→ PROBLEM DESCRIPTION
If a line in the records below contains the word "write", copy it out.

┄┄┄┄┄┄┄┄┄┄

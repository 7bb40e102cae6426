//! wrapup command line
//!
//! Runs one export: scrape the library history, merge it with the export
//! files and write the snapshot the dashboard reads.

use anyhow::Context;
use clap::Parser;
use std::path::PathBuf;
use std::time::Duration;
use wrapup::{Credentials, MergePolicy, Pipeline, RunConfig};

#[derive(Parser, Debug)]
#[command(name = "wrapup", version, about = "Build a yearly reading and activity snapshot")]
struct Cli {
    /// Goodreads library export (CSV)
    #[arg(long, env = "GOODREADS_EXPORT")]
    goodreads: Option<PathBuf>,

    /// Strava activities export (CSV)
    #[arg(long, env = "STRAVA_EXPORT")]
    strava: Option<PathBuf>,

    /// Only keep records from this calendar year
    #[arg(long)]
    year: Option<i32>,

    /// Snapshot destination
    #[arg(short, long, default_value = "wrapup_snapshot.json")]
    output: PathBuf,

    /// Also write the generated summary to this text file
    #[arg(long)]
    summary_output: Option<PathBuf>,

    /// Show the browser window
    #[arg(long)]
    headed: bool,

    #[arg(long)]
    chrome_path: Option<PathBuf>,

    /// Build from the export files only
    #[arg(long)]
    no_scrape: bool,

    /// Skip the generated summary
    #[arg(long)]
    no_summary: bool,

    /// Merge tie-break order, e.g. `goodreads,scraped,strava`
    #[arg(long)]
    priority: Option<MergePolicy>,

    /// Abort the run after this many seconds
    #[arg(long, default_value_t = 900)]
    timeout_secs: u64,

    #[arg(long)]
    max_pages: Option<u32>,

    /// History listing URL with a `{page}` placeholder
    #[arg(long)]
    history_url: Option<String>,

    #[arg(long)]
    login_url: Option<String>,

    /// Debug logging
    #[arg(short, long)]
    verbose: bool,
}

impl Cli {
    fn into_config(self) -> RunConfig {
        let mut config = RunConfig {
            year: self.year,
            skip_scrape: self.no_scrape,
            snapshot_path: self.output,
            summary_path: self.summary_output,
            run_timeout: Duration::from_secs(self.timeout_secs),
            ..RunConfig::default()
        };

        config.exports.goodreads = self.goodreads;
        config.exports.strava = self.strava;
        config.launch = config.launch.headless(!self.headed);
        if let Some(path) = self.chrome_path {
            config.launch = config.launch.chrome_path(path);
        }
        if let Some(policy) = self.priority {
            config.merge = policy;
        }
        if self.no_summary {
            config.inference = None;
        }
        if let Some(max_pages) = self.max_pages {
            config.scrape.max_pages = max_pages;
        }
        if let Some(url) = self.history_url {
            config.scrape.history_url = url;
        }
        if let Some(url) = self.login_url {
            config.login.login_url = url;
        }

        config
    }
}

fn main() -> anyhow::Result<()> {
    let cli = Cli::parse();

    let level = if cli.verbose { "debug" } else { "info" };
    env_logger::Builder::from_env(env_logger::Env::default().default_filter_or(level)).init();

    let credentials = if cli.no_scrape {
        Credentials::key_only_from_env()
    } else {
        Credentials::from_env().context("Library login is required unless --no-scrape is given")?
    };

    let config = cli.into_config();
    log::debug!("Run configuration: {:?}", config);

    let report = Pipeline::new(config, Some(credentials)).run().context("Run aborted, previous snapshot left untouched")?;

    println!("{}", report);
    Ok(())
}
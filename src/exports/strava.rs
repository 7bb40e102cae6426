use super::{ExportFormat, ExportParser, Row, RowOutcome};
use crate::record::{Category, HistoryRecord, Source, Status};
use chrono::{NaiveDate, NaiveDateTime};

const DATETIME_FORMATS: [&str; 2] = ["%b %d, %Y, %I:%M:%S %p", "%Y-%m-%d %H:%M:%S"];

/// Keyword aliases for re-labelling generic workouts; later entries win
const TYPE_KEYWORDS: [(&str, &[&str]); 4] = [
    ("Tennis", &["tennis", "hit", "hitting"]),
    ("Basketball", &["basketball", "bball", "pickup"]),
    ("Volleyball", &["volleyball", "vball"]),
    ("Pickleball", &["pickleball", "pickle", "pb"]),
];

/// Strava bulk-export `activities.csv` (export-B).
///
/// Every row is a completed activity. The export repeats some header names
/// (`Distance`, `Elapsed Time`, `Max Speed`); the first, summary-unit column
/// is used. Speeds are read as km/h.
#[derive(Debug, Default, Clone, Copy)]
pub struct StravaParser;

pub fn parse_strava_date(value: &str) -> Option<NaiveDate> {
    DATETIME_FORMATS
        .iter()
        .find_map(|format| NaiveDateTime::parse_from_str(value, format).ok())
        .map(|dt| dt.date())
        .or_else(|| NaiveDate::parse_from_str(value, "%Y-%m-%d").ok())
}

/// Give generic workouts a sport from their name, e.g. "Sunday hit session" → Tennis
pub fn categorize_activity(activity_type: Option<&str>, name: &str) -> Option<String> {
    let generic = match activity_type {
        None => true,
        Some(t) => matches!(t.to_ascii_lowercase().as_str(), "workout" | "other" | ""),
    };
    if !generic {
        return activity_type.map(str::to_string);
    }

    let lower = name.to_lowercase();
    let words: Vec<&str> = lower.split(|c: char| !c.is_alphanumeric()).filter(|w| !w.is_empty()).collect();

    TYPE_KEYWORDS
        .iter()
        .rev()
        .find(|(_, keywords)| keywords.iter().any(|k| words.contains(k)))
        .map(|(label, _)| label.to_string())
        .or_else(|| activity_type.map(str::to_string))
}

impl ExportParser for StravaParser {
    fn format(&self) -> ExportFormat {
        ExportFormat::Strava
    }

    fn required_columns(&self) -> &'static [&'static str] {
        &["Activity Date", "Activity Name"]
    }

    fn parse_row(&self, row: &Row<'_>) -> RowOutcome {
        let Some(raw_date) = row.get("Activity Date") else {
            return RowOutcome::Malformed("missing Activity Date".to_string());
        };
        let Some(date) = parse_strava_date(raw_date) else {
            return RowOutcome::Malformed(format!("unparsable Activity Date '{}'", raw_date));
        };
        let Some(name) = row.get("Activity Name") else {
            return RowOutcome::Malformed(format!("missing Activity Name on {}", date));
        };

        let elapsed = row.number("Elapsed Time").filter(|s| *s >= 0.0).map(|s| s.round() as u64);

        RowOutcome::Record(
            HistoryRecord::new(name, Category::Activity, date, Source::Strava)
                .with_status(Status::Completed)
                .with_activity_type(categorize_activity(row.get("Activity Type"), name))
                .with_distance_km(row.number("Distance"))
                .with_elapsed_secs(elapsed)
                .with_calories(row.number("Calories"))
                .with_speed_kmh(row.number("Average Speed"), row.number("Max Speed"))
                .with_elevation_gain_m(row.number("Elevation Gain"))
                .with_heart_rate(row.number("Average Heart Rate"), row.number("Max Heart Rate")),
        )
    }
}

┄┄┄┄┄┄┄┄┄┄

→ SOLVED EXERCISE
//! files and write the snapshot the dashboard reads.
    /// Also write the generated summary to this text file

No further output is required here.